Третий шаг состоит в вычислении меры риска путём умножения значений колонок 2 и 3. Наконец, угрозы могут быть ранжированы в порядке соответствующей меры риска. Отметим, что значение «1» в колонках 2 и 3 соответствует наименьшим последствиям и вероятности угрозы, а в колонке 5 – наибольшей опасности.

Выходные данные: Перечень рисков с присвоенными уровнями значений.

2.3. Оценивание риска

Входные данные: Перечень рисков с присвоенными уровнями значений и критерии оценки риска.

Действие: Уровень риска должен сравниваться с критериями оценивания и принятия риска.

Руководство по реализации: Характер решений, относящихся к оцениванию риска, и критерии оценивания риска, которые будут использованы для принятия этих решений, должны были быть определены при установлении сферы применения СУИБ. Для оценивания рисков должны сравниваться измеренные риски с критериями оценивания риска, выбранными на 1-м этапе управления рисками ИБ.

Критерии оценивания риска, используемые для принятия решений, должны согласовываться с определённой сферой применения СУИБ и принимать в расчёт цели организации, мнения заинтересованных сторон и т. д. Решения, связанные с оценкой риска, обычно основываются на его приемлемом уровне. Совокупность множества рисков низкого и среднего уровня может дать в итоге общий риск более высокого уровня.

При этом следует учесть следующее:

– свойства ИБ – если один критерий не актуален для организации (например, потеря конфиденциальности), то все риски, влияющие на этот критерий, могут быть также не актуальными;

– значимость бизнес-процесса, поддерживаемого конкретным активом или их совокупностью – если процесс определён как имеющий низкую значимость, связанные с ним риски должны рассматриваться в меньшей степени, чем риски, влияющие на более важные процессы.

Оценивание риска основывается на понимании сути риска, полученном на этапе его анализа, для принятия решений о будущих действиях. Решения должны включать в себя следующее:

– должны ли быть предприняты какие-то действия;

– приоритеты при обработке риска, учитывающие измеренные уровни рисков.
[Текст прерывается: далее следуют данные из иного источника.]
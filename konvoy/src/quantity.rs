/*
 * Kubernetes resource quantities (`500m`, `0.5`, `1Gi`, `1024Mi`, `1e3`).
 * The apiserver stores them in canonical form, so a limit read back from
 * the cluster rarely matches the manifest text it was written from.
 */

const NANOS: i32 = 9;

/*
 * The value of a quantity in billionths of its unit.  Precision below
 * that is truncated.  None when the text is not a quantity.
 */
pub fn parse(quantity: &str) -> Option<i128> {
    let quantity = quantity.trim();
    let split = quantity
	.find(|c: char| !(c.is_ascii_digit() || c == '.' || c == '+' || c == '-'))
	.unwrap_or(quantity.len());
    let (number, suffix) = quantity.split_at(split);

    let (negative, digits) = match number.strip_prefix('-') {
	Some(digits) => (true, digits),
	None => (false, number.strip_prefix('+').unwrap_or(number)),
    };
    let (whole, fraction) = digits.split_once('.').unwrap_or((digits, ""));
    if whole.is_empty() && fraction.is_empty() {
	return None;
    }
    if !whole.chars().chain(fraction.chars()).all(|c| c.is_ascii_digit()) {
	return None;
    }
    let mantissa: i128 = format!("{}{}", whole, fraction).parse().ok()?;

    let (factor, exponent): (i128, i32) = match suffix {
	"" => (1, 0),
	"n" => (1, -9),
	"u" => (1, -6),
	"m" => (1, -3),
	"k" => (1, 3),
	"M" => (1, 6),
	"G" => (1, 9),
	"T" => (1, 12),
	"P" => (1, 15),
	"E" => (1, 18),
	"Ki" => (1 << 10, 0),
	"Mi" => (1 << 20, 0),
	"Gi" => (1 << 30, 0),
	"Ti" => (1 << 40, 0),
	"Pi" => (1 << 50, 0),
	"Ei" => (1 << 60, 0),
	other => {
	    let exponent = other.strip_prefix('e').or_else(|| other.strip_prefix('E'))?;
	    (1, exponent.parse().ok()?)
	},
    };

    let shift = NANOS + exponent - i32::try_from(fraction.len()).ok()?;
    let scaled = if shift >= 0 {
	mantissa.checked_mul(10i128.checked_pow(shift.unsigned_abs())?)?
    } else {
	mantissa / 10i128.checked_pow(shift.unsigned_abs())?
    };
    let value = scaled.checked_mul(factor)?;

    Some(if negative { -value } else { value })
}

/*
 * Whether two quantities denote the same amount.  Text that does not
 * parse only matches itself.
 */
pub fn equivalent(left: &str, right: &str) -> bool {
    match (parse(left), parse(right)) {
	(Some(left), Some(right)) => left == right,
	_ => left == right,
    }
}

#[cfg(test)]
mod tests {
    use super::*;

    #[test]
    fn test_canonical_forms_are_equivalent() {
	assert!(equivalent("0.5", "500m"));
	assert!(equivalent("1", "1000m"));
	assert!(equivalent("1024Mi", "1Gi"));
	assert!(equivalent("1e3", "1k"));
	assert!(equivalent(".5Gi", "512Mi"));
	assert!(equivalent("1.5", "1500m"));
    }

    #[test]
    fn test_different_amounts_differ() {
	assert!(!equivalent("128Mi", "128M"));
	assert!(!equivalent("250m", "0.3"));
	assert!(!equivalent("1", "-1"));
    }

    #[test]
    fn test_parse() {
	assert_eq!(parse("250m"), Some(250_000_000));
	assert_eq!(parse("2Ki"), Some(2048 * 1_000_000_000));
	assert_eq!(parse("1E"), Some(1_000_000_000_000_000_000_000_000_000));
	assert_eq!(parse("12n"), Some(12));
	assert_eq!(parse(""), None);
	assert_eq!(parse("lots"), None);
	assert_eq!(parse("1Xi"), None);
    }

    #[test]
    fn test_unparsable_text_compares_literally() {
	assert!(equivalent("lots", "lots"));
	assert!(!equivalent("lots", "1"));
    }
}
Выходные данные: Перечень рисков с назначенными приоритетами в соответствии с критериями оценки риска в отношении сценариев инцидентов, которые приводят к этим рискам.

Входные данные: Перечень рисков с назначенными приоритетами в соответствии с критериями оценки риска в отношении сценариев инцидентов, которые приводят к этим рискам.

Действие: Должен быть осуществлен выбор варианта обработки рисков, соответствующих мер и средства защиты, и разработан план обработки рисков.

Руководство по реализации:

Обработку риска обеспечивают следующие меры:

– поиск решений;

– выбор варианта обработки;

– реализация обработки;

– оценка остаточного риска.

Предусмотрены следующие варианты обработки риска:

– снижение;

– сохранение;

– избежание (предотвращение);

– перенос.

Вариант обработки риска должен выбираться на основе результатов оценки риска, ожидаемой стоимости реализации и выгоды от этого варианта. Выбирается тот вариант, когда значительное снижение риска может быть достигнуто при относительно небольших затратах. Неблагоприятные последствия риска необходимо снижать до разумных пределов и независимо от каких-либо абсолютных критериев.

Некоторые виды обработки рисков могут быть эффективными для более, чем одного риска (например, обучение и осведомлённость персонала). План обработки риска должен чётко определять порядок приоритетов, в котором должна реализовываться обработка отдельных рисков. Порядок приоритетов может устанавливаться с использованием различных методов, включая ранжирование рисков и анализ соотношения «затраты – выгода».

Идентификация существующих средств защиты может определять те средства, которые превышают текущую потребность также и с точки зрения сравнения затрат, включая поддержку. Если рассматривается удаление избыточных или ненужных средств защиты (особенно, если расходы на поддержку этих средств контроля велики), должны приниматься во внимание факторы ИБ и стоимости. Поскольку средства защиты оказывают влияние друг на друга, исключение избыточных средств может в итоге снизить эффективность использования всех оставшихся средств защиты.